Return, from the material below, each line in which the word "StarSystem" is present.

□ □ □ □

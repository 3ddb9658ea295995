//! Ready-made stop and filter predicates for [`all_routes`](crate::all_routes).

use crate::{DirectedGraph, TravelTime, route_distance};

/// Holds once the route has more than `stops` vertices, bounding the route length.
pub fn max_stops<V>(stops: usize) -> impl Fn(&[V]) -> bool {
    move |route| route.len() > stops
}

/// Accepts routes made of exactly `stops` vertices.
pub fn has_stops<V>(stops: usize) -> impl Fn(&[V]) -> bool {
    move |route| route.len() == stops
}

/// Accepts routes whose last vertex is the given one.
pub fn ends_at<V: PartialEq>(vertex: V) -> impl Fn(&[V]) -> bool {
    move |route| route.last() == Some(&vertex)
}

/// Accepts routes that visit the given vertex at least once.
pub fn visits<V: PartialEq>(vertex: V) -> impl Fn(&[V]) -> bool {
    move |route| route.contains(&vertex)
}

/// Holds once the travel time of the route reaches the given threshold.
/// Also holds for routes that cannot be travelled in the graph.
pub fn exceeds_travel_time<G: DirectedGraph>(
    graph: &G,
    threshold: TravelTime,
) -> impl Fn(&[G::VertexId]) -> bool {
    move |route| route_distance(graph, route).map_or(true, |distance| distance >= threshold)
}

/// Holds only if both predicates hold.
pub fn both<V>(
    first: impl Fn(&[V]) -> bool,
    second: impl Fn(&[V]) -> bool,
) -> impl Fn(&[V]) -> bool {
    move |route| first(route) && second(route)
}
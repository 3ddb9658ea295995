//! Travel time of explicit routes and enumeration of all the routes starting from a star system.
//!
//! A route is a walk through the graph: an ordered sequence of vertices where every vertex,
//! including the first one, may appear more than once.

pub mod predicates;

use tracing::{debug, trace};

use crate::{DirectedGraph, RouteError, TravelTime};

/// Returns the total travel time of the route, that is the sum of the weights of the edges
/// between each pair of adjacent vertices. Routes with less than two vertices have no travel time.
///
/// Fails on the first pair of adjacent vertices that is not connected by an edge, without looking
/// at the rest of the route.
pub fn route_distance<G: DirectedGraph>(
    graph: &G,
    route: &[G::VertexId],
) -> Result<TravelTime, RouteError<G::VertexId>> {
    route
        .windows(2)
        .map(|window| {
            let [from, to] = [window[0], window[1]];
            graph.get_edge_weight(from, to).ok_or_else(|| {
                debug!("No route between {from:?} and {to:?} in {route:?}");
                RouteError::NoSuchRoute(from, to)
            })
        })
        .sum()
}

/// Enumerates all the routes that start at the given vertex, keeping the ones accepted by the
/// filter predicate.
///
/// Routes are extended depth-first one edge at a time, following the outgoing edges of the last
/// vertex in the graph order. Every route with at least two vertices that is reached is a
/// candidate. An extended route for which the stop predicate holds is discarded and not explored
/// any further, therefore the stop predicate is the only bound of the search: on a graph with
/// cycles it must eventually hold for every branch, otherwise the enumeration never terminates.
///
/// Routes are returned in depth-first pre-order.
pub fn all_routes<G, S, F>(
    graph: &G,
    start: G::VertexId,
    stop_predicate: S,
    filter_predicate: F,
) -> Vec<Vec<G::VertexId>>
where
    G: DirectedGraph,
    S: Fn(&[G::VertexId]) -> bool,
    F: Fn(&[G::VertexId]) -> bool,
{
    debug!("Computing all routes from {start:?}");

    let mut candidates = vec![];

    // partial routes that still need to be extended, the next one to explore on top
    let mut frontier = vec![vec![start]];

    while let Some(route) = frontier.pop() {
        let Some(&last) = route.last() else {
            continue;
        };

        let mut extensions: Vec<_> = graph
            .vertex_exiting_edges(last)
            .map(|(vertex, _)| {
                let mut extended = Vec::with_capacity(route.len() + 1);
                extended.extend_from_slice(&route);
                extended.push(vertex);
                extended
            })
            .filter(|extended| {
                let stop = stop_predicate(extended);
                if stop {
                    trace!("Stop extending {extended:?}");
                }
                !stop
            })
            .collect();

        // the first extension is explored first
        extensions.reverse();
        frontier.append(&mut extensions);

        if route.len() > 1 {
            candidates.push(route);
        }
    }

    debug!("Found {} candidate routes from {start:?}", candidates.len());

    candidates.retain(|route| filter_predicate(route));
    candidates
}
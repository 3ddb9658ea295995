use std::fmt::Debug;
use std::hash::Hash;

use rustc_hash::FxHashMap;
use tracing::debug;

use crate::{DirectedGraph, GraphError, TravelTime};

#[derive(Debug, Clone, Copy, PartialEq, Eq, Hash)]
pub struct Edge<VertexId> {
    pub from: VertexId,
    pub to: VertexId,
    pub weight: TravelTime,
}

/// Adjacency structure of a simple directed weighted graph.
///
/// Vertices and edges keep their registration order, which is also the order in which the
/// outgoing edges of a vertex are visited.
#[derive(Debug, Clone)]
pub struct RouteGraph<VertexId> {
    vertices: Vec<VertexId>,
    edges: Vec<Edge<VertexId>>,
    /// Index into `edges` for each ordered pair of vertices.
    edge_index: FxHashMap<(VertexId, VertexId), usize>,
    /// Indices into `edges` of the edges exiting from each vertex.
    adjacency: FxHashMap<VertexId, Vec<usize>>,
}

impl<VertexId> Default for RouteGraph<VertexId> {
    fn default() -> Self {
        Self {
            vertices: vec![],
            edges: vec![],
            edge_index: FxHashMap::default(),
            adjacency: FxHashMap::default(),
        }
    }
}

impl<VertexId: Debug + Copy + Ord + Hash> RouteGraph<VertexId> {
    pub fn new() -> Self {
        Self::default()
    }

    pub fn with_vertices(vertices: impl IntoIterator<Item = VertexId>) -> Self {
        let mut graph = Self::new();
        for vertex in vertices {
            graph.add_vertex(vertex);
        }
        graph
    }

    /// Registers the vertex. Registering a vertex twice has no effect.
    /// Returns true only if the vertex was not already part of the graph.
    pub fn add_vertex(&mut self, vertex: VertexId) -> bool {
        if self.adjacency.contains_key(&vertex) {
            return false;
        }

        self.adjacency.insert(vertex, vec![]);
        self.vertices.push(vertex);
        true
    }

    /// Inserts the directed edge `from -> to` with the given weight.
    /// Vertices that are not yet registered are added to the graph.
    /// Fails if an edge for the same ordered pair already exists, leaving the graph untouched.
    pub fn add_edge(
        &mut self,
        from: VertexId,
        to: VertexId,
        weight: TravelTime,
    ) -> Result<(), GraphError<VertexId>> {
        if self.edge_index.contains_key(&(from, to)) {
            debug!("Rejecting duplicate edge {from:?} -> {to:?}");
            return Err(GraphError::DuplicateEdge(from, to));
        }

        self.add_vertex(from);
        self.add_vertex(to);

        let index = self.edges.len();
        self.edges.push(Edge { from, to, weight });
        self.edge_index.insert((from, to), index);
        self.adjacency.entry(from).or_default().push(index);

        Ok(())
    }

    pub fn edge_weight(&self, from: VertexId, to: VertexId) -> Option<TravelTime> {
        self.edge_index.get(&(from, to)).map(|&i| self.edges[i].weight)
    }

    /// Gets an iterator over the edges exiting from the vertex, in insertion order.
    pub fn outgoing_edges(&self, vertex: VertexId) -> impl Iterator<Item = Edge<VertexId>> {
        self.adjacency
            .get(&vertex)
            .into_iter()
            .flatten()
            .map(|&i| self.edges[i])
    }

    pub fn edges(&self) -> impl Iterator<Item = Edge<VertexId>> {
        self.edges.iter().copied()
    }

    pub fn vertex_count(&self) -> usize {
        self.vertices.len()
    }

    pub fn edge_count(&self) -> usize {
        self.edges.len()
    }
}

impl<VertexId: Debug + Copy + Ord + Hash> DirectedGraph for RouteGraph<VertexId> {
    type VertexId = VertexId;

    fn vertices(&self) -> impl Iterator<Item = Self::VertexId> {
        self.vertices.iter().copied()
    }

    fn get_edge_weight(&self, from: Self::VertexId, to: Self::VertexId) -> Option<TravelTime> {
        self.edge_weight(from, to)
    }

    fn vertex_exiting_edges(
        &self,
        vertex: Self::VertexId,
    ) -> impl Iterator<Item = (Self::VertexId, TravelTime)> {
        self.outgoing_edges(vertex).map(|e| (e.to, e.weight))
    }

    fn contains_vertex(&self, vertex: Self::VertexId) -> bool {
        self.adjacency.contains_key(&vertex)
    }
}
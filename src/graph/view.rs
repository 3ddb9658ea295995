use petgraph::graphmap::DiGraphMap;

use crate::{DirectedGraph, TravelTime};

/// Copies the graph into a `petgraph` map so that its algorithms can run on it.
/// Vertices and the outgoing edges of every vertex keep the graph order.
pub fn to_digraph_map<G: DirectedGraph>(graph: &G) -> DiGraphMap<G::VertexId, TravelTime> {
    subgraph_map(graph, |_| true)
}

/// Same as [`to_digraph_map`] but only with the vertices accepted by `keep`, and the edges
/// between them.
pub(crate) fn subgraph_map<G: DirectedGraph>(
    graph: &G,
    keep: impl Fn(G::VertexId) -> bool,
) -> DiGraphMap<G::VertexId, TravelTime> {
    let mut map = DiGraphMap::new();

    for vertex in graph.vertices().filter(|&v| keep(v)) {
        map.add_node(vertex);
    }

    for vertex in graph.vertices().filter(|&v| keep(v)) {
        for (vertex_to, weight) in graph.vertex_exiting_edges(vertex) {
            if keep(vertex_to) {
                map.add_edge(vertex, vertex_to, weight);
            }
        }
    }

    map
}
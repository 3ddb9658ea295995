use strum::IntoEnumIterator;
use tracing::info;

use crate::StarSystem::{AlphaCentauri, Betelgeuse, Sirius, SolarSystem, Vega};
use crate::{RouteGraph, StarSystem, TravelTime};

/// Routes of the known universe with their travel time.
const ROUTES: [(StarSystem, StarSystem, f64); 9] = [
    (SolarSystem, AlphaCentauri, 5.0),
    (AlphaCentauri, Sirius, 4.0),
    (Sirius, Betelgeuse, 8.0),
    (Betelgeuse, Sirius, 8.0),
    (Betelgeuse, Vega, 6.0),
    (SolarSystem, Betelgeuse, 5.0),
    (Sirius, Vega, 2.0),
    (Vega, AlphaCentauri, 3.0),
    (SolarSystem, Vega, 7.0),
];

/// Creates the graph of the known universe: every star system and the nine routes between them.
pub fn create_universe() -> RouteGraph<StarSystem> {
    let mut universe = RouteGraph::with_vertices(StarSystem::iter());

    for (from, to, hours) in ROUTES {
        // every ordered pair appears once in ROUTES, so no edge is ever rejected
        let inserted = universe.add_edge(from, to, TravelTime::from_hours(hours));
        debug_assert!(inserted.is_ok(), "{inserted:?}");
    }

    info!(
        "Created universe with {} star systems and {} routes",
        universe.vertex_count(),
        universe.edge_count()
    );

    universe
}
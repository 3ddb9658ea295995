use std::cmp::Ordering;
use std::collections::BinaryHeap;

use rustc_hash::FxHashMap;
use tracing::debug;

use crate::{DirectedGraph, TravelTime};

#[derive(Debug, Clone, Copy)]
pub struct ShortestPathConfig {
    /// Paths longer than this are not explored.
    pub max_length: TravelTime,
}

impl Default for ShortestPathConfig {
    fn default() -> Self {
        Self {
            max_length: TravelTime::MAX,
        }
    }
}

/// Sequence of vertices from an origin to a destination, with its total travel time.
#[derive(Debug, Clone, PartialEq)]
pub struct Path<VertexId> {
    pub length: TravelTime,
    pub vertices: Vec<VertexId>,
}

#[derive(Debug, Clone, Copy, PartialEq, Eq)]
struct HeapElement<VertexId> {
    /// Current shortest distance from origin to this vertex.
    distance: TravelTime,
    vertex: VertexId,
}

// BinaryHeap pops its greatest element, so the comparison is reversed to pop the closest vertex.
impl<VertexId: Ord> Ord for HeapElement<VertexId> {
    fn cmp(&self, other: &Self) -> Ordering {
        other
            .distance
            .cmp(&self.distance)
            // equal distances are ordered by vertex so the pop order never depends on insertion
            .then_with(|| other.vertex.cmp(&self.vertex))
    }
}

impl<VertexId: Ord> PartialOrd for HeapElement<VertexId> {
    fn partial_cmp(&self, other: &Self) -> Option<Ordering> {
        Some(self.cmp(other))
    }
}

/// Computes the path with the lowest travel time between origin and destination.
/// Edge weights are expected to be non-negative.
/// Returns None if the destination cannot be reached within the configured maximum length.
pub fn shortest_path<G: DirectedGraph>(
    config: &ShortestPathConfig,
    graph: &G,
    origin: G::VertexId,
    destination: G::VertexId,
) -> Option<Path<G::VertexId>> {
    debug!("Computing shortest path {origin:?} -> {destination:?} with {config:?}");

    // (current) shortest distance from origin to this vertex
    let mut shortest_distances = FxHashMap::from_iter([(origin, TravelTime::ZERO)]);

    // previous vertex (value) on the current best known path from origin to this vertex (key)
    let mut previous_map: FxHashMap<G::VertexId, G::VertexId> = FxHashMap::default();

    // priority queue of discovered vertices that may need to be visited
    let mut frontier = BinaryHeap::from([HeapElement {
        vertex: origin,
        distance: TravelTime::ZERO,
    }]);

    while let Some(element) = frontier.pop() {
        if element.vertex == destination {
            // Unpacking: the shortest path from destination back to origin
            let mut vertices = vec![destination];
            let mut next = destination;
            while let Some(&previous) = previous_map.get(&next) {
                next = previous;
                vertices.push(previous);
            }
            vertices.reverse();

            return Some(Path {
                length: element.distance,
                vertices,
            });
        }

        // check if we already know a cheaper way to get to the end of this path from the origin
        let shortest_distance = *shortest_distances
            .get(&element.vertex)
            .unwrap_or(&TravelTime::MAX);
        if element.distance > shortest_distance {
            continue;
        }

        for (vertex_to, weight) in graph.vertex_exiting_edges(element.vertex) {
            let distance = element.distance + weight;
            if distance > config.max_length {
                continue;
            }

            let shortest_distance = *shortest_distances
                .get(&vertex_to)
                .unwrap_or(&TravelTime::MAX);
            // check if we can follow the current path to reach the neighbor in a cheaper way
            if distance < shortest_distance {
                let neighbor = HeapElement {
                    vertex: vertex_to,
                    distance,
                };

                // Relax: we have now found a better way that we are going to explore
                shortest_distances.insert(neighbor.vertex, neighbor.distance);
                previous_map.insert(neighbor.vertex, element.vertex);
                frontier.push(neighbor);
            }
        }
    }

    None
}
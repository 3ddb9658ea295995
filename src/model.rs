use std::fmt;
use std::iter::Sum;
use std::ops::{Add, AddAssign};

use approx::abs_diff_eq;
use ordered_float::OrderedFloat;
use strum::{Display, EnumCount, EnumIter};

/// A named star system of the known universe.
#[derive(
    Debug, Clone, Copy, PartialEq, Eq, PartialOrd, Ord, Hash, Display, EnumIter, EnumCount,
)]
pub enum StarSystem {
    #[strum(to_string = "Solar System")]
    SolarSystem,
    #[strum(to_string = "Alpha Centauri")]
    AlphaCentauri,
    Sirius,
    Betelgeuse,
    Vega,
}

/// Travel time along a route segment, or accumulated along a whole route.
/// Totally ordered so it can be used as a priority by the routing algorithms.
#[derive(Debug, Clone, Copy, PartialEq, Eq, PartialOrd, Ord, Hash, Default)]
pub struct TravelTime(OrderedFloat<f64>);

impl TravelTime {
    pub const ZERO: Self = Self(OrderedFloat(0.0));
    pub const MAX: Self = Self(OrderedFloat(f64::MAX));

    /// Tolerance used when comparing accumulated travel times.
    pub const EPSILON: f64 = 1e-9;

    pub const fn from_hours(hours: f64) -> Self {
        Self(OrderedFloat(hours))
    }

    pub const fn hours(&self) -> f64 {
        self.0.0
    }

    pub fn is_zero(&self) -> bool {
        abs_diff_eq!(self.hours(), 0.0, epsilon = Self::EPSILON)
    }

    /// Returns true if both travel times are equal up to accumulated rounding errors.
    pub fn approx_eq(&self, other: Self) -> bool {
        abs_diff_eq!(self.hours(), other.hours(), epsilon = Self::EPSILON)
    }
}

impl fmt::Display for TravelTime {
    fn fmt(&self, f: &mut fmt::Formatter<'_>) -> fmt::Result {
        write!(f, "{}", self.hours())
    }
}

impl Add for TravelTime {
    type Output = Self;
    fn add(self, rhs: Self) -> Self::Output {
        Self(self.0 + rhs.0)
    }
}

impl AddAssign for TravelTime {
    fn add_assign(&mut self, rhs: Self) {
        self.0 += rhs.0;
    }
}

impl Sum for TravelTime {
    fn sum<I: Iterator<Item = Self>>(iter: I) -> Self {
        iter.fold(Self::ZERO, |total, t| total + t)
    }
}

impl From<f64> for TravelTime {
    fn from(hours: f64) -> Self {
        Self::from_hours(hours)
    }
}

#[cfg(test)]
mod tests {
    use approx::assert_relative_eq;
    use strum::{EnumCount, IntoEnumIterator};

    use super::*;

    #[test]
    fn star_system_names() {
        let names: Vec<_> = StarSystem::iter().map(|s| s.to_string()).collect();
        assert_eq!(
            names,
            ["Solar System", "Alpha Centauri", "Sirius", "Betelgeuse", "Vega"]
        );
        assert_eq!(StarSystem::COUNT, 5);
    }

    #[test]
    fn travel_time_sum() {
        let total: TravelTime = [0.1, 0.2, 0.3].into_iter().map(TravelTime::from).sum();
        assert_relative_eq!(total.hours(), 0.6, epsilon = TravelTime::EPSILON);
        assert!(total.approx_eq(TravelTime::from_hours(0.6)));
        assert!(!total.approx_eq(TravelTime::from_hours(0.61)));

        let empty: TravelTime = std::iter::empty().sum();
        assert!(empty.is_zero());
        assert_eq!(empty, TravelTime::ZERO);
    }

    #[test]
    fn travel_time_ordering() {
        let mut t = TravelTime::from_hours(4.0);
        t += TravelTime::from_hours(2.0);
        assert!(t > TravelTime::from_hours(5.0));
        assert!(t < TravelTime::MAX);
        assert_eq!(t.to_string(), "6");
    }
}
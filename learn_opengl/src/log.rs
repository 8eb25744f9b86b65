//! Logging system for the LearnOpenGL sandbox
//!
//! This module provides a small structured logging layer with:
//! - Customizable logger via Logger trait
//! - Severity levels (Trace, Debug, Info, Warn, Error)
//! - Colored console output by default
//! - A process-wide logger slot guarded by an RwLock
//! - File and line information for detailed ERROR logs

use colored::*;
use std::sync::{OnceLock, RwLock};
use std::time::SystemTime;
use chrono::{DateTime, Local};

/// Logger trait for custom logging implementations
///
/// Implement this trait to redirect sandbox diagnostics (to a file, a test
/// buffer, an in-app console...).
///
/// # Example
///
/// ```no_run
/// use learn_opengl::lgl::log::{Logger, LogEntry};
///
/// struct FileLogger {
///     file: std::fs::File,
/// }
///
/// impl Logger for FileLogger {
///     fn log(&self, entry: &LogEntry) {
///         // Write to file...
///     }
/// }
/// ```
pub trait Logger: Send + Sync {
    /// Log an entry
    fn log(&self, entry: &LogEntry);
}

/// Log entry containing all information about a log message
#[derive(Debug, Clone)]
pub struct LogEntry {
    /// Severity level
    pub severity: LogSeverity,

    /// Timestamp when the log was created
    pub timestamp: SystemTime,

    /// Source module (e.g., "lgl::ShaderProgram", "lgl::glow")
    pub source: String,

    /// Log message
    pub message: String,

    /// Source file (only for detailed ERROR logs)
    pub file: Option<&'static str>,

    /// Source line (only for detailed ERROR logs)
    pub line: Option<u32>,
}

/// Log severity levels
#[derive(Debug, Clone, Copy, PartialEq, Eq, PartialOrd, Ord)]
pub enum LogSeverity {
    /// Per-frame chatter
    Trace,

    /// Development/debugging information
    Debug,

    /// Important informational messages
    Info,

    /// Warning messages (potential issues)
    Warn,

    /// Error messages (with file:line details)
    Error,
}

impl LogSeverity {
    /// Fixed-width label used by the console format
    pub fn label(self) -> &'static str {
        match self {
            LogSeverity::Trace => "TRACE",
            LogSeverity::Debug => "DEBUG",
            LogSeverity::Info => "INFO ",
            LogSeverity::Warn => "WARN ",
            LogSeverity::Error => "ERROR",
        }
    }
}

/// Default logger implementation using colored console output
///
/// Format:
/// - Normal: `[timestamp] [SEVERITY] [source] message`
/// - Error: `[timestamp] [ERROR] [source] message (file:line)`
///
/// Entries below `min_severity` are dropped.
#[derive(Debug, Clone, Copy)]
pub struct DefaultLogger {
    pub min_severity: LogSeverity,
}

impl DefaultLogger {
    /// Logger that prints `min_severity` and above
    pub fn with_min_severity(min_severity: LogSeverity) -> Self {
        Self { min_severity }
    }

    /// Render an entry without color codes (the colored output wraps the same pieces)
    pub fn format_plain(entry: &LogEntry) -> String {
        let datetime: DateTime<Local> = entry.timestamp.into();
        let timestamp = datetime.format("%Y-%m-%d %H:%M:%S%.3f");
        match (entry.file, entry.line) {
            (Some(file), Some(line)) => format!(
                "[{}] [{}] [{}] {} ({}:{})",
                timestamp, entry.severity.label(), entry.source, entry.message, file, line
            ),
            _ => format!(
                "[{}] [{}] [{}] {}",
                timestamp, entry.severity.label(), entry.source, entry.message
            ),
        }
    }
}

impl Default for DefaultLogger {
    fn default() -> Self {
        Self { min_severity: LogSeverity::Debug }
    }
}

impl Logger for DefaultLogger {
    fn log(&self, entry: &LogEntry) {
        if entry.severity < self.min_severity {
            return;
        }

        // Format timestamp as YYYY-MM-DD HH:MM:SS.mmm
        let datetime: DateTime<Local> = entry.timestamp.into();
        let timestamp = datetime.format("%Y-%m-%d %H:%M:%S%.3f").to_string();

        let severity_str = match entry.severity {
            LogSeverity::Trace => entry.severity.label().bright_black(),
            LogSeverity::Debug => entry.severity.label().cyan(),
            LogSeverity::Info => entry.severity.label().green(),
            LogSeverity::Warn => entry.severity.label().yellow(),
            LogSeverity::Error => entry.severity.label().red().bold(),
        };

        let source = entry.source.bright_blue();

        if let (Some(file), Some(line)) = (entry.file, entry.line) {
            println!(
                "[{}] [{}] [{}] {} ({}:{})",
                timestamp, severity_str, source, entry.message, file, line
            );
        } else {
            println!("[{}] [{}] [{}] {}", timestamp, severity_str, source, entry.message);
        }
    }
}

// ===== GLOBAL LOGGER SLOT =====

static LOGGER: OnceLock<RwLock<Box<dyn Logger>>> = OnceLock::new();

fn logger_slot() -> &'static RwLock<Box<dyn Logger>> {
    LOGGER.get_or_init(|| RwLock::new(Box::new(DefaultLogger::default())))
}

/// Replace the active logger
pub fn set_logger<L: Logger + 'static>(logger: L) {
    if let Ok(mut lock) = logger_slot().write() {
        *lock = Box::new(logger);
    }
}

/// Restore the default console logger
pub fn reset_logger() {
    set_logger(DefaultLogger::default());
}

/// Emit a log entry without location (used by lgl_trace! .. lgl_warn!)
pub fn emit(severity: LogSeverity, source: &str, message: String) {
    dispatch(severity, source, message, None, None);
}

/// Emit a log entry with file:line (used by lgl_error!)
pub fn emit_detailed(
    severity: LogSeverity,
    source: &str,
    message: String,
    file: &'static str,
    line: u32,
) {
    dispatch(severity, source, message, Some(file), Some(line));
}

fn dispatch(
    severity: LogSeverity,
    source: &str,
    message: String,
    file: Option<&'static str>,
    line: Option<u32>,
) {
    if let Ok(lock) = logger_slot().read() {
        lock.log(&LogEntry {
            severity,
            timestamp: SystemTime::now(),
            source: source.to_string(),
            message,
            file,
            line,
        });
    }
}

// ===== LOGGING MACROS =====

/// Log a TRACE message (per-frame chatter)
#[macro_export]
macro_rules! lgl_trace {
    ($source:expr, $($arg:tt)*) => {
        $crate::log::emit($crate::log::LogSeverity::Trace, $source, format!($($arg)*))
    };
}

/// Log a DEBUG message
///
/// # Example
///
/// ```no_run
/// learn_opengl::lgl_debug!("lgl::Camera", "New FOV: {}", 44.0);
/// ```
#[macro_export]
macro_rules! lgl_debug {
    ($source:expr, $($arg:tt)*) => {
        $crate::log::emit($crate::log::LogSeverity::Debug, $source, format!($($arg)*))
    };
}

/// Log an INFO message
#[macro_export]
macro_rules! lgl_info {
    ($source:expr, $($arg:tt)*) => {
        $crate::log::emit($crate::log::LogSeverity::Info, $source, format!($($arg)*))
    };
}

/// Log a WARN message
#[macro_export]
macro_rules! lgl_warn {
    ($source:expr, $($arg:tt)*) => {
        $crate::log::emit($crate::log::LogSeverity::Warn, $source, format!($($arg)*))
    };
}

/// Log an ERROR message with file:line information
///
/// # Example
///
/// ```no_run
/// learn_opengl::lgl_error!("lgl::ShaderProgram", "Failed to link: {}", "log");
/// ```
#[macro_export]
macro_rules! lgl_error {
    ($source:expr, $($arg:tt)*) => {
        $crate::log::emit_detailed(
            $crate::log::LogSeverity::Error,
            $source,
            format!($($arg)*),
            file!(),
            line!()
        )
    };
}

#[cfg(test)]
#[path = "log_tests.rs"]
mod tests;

□ □ □ □

§ **Exercise answer**
use crate::StarSystem::{AlphaCentauri, Betelgeuse, Sirius, SolarSystem, Vega};
use crate::{RouteGraph, StarSystem, TravelTime};
const ROUTES: [(StarSystem, StarSystem, f64); 9] = [
pub fn create_universe() -> RouteGraph<StarSystem> {
    let mut universe = RouteGraph::with_vertices(StarSystem::iter());
pub enum StarSystem {
        let names: Vec<_> = StarSystem::iter().map(|s| s.to_string()).collect();
        assert_eq!(StarSystem::COUNT, 5);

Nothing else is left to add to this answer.